ACTIVITY. In the entries below, count each line where "struct" appears. Give the total and nothing more.

**** MATERIAL FOR THIS TASK ****

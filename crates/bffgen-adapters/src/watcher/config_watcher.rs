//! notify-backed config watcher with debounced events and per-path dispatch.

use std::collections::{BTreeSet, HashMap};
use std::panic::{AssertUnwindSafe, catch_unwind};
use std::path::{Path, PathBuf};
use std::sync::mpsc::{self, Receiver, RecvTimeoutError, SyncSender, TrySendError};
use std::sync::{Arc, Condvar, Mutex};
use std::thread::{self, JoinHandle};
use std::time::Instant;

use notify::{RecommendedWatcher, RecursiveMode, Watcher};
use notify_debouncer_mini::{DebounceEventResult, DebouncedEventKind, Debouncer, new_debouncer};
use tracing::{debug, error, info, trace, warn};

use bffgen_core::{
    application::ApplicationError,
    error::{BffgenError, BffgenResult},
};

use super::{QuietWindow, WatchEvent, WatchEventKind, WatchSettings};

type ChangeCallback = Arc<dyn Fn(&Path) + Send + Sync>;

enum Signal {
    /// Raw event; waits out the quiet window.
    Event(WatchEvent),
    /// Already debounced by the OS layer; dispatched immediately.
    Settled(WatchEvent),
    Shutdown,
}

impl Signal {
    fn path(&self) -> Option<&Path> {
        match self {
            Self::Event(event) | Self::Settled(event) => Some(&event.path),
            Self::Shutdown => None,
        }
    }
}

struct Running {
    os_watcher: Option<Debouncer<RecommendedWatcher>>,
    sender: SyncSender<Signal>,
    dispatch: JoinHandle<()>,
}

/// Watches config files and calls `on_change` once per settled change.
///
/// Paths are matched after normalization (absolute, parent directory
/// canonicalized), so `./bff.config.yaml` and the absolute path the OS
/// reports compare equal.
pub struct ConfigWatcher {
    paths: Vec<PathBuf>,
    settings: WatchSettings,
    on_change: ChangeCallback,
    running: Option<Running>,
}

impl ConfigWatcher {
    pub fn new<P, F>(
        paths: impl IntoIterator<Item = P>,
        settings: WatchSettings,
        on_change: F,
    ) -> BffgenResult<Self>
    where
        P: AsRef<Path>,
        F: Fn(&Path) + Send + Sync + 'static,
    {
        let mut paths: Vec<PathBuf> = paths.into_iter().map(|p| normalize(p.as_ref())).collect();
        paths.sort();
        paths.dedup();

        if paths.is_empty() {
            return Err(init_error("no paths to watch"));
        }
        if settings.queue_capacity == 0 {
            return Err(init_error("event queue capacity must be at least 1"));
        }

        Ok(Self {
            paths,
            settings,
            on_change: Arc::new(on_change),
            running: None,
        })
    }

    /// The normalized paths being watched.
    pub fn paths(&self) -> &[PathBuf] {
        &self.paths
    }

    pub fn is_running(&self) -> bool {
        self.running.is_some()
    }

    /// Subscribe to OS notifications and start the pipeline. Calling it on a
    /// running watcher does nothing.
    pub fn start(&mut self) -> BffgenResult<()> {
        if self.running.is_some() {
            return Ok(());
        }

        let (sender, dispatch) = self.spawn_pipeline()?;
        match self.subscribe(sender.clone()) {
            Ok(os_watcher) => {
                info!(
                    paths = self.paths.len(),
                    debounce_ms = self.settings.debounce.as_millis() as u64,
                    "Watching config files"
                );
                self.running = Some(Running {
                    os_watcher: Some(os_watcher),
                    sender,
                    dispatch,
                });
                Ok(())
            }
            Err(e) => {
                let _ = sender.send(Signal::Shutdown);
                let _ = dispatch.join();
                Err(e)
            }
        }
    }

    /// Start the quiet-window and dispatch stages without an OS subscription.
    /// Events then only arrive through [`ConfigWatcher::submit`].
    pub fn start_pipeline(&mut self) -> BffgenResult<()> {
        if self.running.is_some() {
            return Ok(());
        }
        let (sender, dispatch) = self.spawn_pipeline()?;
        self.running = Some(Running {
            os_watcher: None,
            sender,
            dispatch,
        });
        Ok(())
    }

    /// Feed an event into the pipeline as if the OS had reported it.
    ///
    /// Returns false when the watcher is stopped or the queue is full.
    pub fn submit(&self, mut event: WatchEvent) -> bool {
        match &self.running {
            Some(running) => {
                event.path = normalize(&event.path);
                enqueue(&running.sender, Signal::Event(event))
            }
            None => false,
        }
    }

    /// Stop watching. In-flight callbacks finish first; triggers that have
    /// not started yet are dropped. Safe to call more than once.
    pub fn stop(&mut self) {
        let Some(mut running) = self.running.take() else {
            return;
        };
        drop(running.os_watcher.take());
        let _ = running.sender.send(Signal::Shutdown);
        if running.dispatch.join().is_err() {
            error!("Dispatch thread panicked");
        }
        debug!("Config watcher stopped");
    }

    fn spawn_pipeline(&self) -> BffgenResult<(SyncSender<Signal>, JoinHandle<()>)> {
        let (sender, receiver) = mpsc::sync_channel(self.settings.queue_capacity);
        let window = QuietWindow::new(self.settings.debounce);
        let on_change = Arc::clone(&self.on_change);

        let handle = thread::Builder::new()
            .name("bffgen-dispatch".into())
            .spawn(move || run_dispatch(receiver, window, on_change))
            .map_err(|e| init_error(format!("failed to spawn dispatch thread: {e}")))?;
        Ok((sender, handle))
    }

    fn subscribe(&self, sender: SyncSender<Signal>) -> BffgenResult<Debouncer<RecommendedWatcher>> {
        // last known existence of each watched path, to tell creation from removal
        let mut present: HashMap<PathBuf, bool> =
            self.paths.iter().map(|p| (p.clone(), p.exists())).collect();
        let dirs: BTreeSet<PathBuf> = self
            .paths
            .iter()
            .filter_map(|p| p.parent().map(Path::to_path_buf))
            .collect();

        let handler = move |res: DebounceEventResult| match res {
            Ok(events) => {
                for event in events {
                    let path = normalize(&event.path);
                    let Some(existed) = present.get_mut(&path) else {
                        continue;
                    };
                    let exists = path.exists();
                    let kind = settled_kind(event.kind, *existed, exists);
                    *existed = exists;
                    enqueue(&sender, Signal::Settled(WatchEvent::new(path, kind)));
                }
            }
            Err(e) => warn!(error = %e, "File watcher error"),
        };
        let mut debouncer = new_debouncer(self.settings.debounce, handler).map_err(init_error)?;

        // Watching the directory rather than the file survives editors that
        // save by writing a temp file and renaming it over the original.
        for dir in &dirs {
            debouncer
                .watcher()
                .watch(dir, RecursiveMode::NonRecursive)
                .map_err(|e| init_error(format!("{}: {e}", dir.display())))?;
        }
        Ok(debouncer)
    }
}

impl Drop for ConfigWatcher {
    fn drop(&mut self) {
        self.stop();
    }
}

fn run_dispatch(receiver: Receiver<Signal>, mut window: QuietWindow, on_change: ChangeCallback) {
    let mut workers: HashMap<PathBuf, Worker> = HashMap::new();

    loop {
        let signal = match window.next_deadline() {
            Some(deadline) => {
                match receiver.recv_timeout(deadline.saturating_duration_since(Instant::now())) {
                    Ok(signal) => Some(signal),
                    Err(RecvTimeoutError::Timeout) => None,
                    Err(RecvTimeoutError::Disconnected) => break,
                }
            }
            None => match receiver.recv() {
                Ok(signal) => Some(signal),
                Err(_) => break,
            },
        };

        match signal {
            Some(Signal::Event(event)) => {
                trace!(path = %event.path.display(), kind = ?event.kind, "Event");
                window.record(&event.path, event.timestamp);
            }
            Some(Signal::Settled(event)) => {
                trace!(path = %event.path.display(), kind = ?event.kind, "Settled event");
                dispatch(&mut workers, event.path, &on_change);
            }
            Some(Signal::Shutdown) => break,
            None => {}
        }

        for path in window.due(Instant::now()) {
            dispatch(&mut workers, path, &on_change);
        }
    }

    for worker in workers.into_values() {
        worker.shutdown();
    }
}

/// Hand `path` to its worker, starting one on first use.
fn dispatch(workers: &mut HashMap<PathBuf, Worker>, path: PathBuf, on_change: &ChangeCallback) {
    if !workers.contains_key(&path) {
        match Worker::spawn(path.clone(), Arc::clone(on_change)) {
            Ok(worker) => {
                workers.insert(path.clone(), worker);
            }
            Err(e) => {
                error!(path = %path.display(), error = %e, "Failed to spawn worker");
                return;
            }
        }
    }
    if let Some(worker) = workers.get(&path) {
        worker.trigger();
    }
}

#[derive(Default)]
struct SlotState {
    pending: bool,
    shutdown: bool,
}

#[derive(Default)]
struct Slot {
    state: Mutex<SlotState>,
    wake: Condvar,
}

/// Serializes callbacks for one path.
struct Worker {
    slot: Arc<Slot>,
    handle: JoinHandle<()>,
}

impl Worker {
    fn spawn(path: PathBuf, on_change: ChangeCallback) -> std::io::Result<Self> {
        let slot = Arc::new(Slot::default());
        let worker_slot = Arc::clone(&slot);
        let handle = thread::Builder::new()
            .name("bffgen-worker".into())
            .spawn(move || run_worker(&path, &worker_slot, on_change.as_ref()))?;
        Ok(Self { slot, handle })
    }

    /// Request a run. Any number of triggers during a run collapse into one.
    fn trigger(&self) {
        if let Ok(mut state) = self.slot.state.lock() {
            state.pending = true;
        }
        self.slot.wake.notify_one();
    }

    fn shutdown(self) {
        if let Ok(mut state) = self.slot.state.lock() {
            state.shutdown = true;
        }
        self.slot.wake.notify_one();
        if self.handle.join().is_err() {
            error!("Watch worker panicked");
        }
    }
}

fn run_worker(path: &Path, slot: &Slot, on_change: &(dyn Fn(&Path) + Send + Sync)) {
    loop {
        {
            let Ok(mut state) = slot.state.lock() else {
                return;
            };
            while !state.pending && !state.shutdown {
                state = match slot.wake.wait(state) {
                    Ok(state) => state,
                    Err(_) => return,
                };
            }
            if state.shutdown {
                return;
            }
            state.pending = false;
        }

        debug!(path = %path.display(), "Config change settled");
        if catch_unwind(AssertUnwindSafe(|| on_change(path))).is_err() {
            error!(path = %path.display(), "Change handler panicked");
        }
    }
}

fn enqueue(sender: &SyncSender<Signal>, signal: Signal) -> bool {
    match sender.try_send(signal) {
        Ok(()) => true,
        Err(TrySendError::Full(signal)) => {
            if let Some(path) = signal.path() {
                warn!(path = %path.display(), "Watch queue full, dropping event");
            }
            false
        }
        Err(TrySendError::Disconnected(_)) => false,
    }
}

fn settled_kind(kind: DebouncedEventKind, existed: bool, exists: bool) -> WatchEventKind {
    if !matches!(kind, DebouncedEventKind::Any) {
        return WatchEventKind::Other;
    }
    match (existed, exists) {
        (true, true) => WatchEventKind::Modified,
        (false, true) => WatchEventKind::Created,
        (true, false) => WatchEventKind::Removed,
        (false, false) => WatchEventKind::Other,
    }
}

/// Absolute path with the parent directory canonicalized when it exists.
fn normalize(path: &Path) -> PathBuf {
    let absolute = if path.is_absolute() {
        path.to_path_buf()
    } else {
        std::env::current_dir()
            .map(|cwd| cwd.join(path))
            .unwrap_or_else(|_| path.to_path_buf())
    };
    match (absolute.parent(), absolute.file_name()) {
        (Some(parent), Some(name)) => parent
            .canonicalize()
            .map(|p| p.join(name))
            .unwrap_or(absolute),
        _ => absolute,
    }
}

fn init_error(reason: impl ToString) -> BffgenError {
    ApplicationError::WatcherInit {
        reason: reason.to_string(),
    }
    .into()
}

****

RESPONSE BOX. 5